Tintinnabulation
As the stock market’s opening bell rings this morning, everyone’s waiting for one thing: The closing bell.
At the end of the day, all that matters is the end of the day.
The market has become an end in itself, investors and everyone else having somewhere along the way forgotten that the market is supposed to be a mere indicator. In this brave new world of mile-a-minute, good-for-nothing economics, every single day represents a fresh financial start and finish.
The market’s no longer the means – the metric – but the end. Or possibly it is both the means and the end, incestuously indicating itself according to itself.
The Dow “soars” a few hundred points? Recovery is underway! We can see clearly now, and it’s a “bright sunshiny day.”
But if the next day the Dow “plummets” a few hundred points? Bad news bears! Continueth “the worst recession since the Great Depression.”
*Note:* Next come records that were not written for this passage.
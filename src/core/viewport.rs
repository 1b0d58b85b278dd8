//! Viewport state: the pan/zoom transform between screen and image space.
//!
//! The transform is `screen = image * scale + offset`. All zoom operations
//! preserve the image point under their anchor, so the pixel under the
//! cursor stays put while zooming.

use crate::core::{
    config::ViewerConfig,
    point::{PixelRect, Point},
};
use serde::{Deserialize, Serialize};

/// The view window onto the base image plane
#[derive(Debug, Clone, PartialEq, Serialize, Deserialize)]
pub struct Viewport {
    /// Screen position of the image origin, in screen pixels
    pub offset: Point,
    /// Screen pixels per image pixel
    pub scale: f64,
    /// Size of the render surface, in screen pixels
    pub size: Point,
    pub min_scale: f64,
    pub max_scale: f64,
    initial_scale: f64,
    image_size: Point,
}

impl Viewport {
    pub fn new(image_width: u32, image_height: u32, size: Point, config: &ViewerConfig) -> Self {
        let initial_scale = config.initial_scale.clamp(config.min_scale, config.max_scale);
        Self {
            offset: Point::default(),
            scale: initial_scale,
            size,
            min_scale: config.min_scale,
            max_scale: config.max_scale,
            initial_scale,
            image_size: Point::new(image_width as f64, image_height as f64),
        }
    }

    pub fn image_size(&self) -> Point {
        self.image_size
    }

    /// Translate the view by a screen-space delta. Non-finite deltas are
    /// ignored so a bad input event can never corrupt the transform.
    pub fn pan(&mut self, dx: f64, dy: f64) {
        if !dx.is_finite() || !dy.is_finite() {
            log::warn!("ignoring non-finite pan delta ({dx}, {dy})");
            return;
        }
        self.offset.x += dx;
        self.offset.y += dy;
    }

    /// Zoom so that the image point currently under `anchor` (screen
    /// coordinates) remains under it at the new scale. The target scale is
    /// clamped to `[min_scale, max_scale]` before the offset is derived, so
    /// the anchor invariant holds even when the request is clamped.
    pub fn zoom_at(&mut self, target_scale: f64, anchor: Point) {
        if !target_scale.is_finite() || !anchor.is_finite() {
            log::warn!("ignoring non-finite zoom request");
            return;
        }
        let image_point = self.screen_to_image(anchor);
        let new_scale = target_scale.clamp(self.min_scale, self.max_scale);
        self.scale = new_scale;
        self.offset = Point::new(
            anchor.x - image_point.x * new_scale,
            anchor.y - image_point.y * new_scale,
        );
    }

    /// Apply an interpolated animation frame. The scale is clamped;
    /// non-finite frames are dropped.
    pub fn set_transform(&mut self, scale: f64, offset: Point) {
        if !scale.is_finite() || !offset.is_finite() {
            return;
        }
        self.scale = scale.clamp(self.min_scale, self.max_scale);
        self.offset = offset;
    }

    pub fn resize(&mut self, width: f64, height: f64) {
        if !width.is_finite() || !height.is_finite() {
            return;
        }
        self.size = Point::new(width.max(0.0), height.max(0.0));
    }

    /// Return to the initial scale with the image origin at the screen origin.
    pub fn reset(&mut self) {
        self.scale = self.initial_scale;
        self.offset = Point::default();
    }

    pub fn screen_to_image(&self, screen: Point) -> Point {
        Point::new(
            (screen.x - self.offset.x) / self.scale,
            (screen.y - self.offset.y) / self.scale,
        )
    }

    pub fn image_to_screen(&self, image: Point) -> Point {
        Point::new(
            image.x * self.scale + self.offset.x,
            image.y * self.scale + self.offset.y,
        )
    }

    /// The part of the image plane currently on screen, in image pixels,
    /// clamped to the image bounds. Empty when the view is entirely off the
    /// image.
    pub fn visible_region(&self) -> PixelRect {
        let top_left = self.screen_to_image(Point::default());
        let bottom_right = self.screen_to_image(self.size);
        PixelRect::new(top_left.x, top_left.y, bottom_right.x, bottom_right.y)
            .clamp_to(self.image_size.x, self.image_size.y)
    }
}

#[cfg(test)]
mod tests {
    use super::*;

    fn test_viewport() -> Viewport {
        Viewport::new(
            42208,
            9870,
            Point::new(1600.0, 900.0),
            &ViewerConfig::default(),
        )
    }

    #[test]
    fn zoom_preserves_anchor_image_point() {
        let mut vp = test_viewport();
        vp.pan(-300.0, -120.0);

        let anchor = Point::new(800.0, 450.0);
        let before = vp.screen_to_image(anchor);
        vp.zoom_at(0.37, anchor);
        let after = vp.screen_to_image(anchor);

        assert!((before.x - after.x).abs() < 1e-6);
        assert!((before.y - after.y).abs() < 1e-6);
    }

    #[test]
    fn zoom_preserves_anchor_even_when_clamped() {
        let mut vp = test_viewport();
        let anchor = Point::new(123.0, 456.0);
        let before = vp.screen_to_image(anchor);

        vp.zoom_at(99.0, anchor);
        assert_eq!(vp.scale, vp.max_scale);
        let after = vp.screen_to_image(anchor);
        assert!((before.x - after.x).abs() < 1e-6);
        assert!((before.y - after.y).abs() < 1e-6);

        vp.zoom_at(0.0001, anchor);
        assert_eq!(vp.scale, vp.min_scale);
        let after = vp.screen_to_image(anchor);
        assert!((before.x - after.x).abs() < 1e-6);
        assert!((before.y - after.y).abs() < 1e-6);
    }

    #[test]
    fn repeated_zoom_cycles_accumulate_no_drift() {
        let mut vp = test_viewport();
        let anchor = Point::new(640.0, 360.0);
        let before = vp.screen_to_image(anchor);

        for _ in 0..1000 {
            vp.zoom_at(vp.scale * 1.1, anchor);
            vp.zoom_at(vp.scale / 1.1, anchor);
        }

        let after = vp.screen_to_image(anchor);
        assert!((before.x - after.x).abs() < 1e-6);
        assert!((before.y - after.y).abs() < 1e-6);
    }

    #[test]
    fn non_finite_input_is_ignored() {
        let mut vp = test_viewport();
        let snapshot = vp.clone();

        vp.pan(f64::NAN, 10.0);
        vp.pan(f64::INFINITY, f64::NEG_INFINITY);
        vp.zoom_at(f64::NAN, Point::new(10.0, 10.0));
        vp.zoom_at(1.0, Point::new(f64::NAN, 0.0));

        assert_eq!(vp, snapshot);
        assert!(vp.scale.is_finite());
        assert!(vp.offset.is_finite());
    }

    #[test]
    fn visible_region_is_clamped_to_image() {
        let mut vp = test_viewport();
        // Pan far past the top-left corner
        vp.pan(5000.0, 5000.0);
        let region = vp.visible_region();
        assert!(region.left >= 0.0);
        assert!(region.top >= 0.0);

        // Pan far past the bottom-right corner
        vp.reset();
        vp.pan(-1e9, -1e9);
        let region = vp.visible_region();
        assert!(region.right <= 42208.0);
        assert!(region.bottom <= 9870.0);
        assert!(region.is_empty());
    }

    #[test]
    fn transforms_round_trip() {
        let mut vp = test_viewport();
        vp.pan(37.0, -91.0);
        vp.zoom_at(0.42, Point::new(100.0, 100.0));

        let image = Point::new(21000.0, 4800.0);
        let screen = vp.image_to_screen(image);
        let back = vp.screen_to_image(screen);
        assert!((image.x - back.x).abs() < 1e-9);
        assert!((image.y - back.y).abs() < 1e-9);
    }

    #[test]
    fn reset_restores_initial_transform() {
        let mut vp = test_viewport();
        vp.pan(500.0, 500.0);
        vp.zoom_at(1.7, Point::new(10.0, 10.0));
        vp.reset();
        assert_eq!(vp.scale, 0.2);
        assert_eq!(vp.offset, Point::default());
    }
}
Never mind that the market’s day-to-day fluctuations portend absolutely nothing substantive about the nation’s economic situation. It’s kind of similar to the idea that anecdotes prove nothing: Micro does not macro make – even if everyone pretends there’s no difference between the two.
Up or down, today’s Dow Jones finish will be credited to – or chalked up to – Barack Obama’s prime time press conference. No matter that he didn’t say anything new or different or even very important.
What matters is that he spoke, not what he spoke.
People – investor-people, prognosticator-people, people-people – lust after “action.” Americans want something to talk about. Even though they don’t understand any of it (what’s a toxic asset?) they still want to talk about it.
And so the market, with its reliable workaday openings and closings, gives them something to talk about.
Bite-size chunks – day-at-a-time financial servings – are about all people can handle, anyway. To think that there’s residue, leftovers . . . well, that’s just too messy. It’s much simpler to take it a day at a time.
How many hours until the closing bell?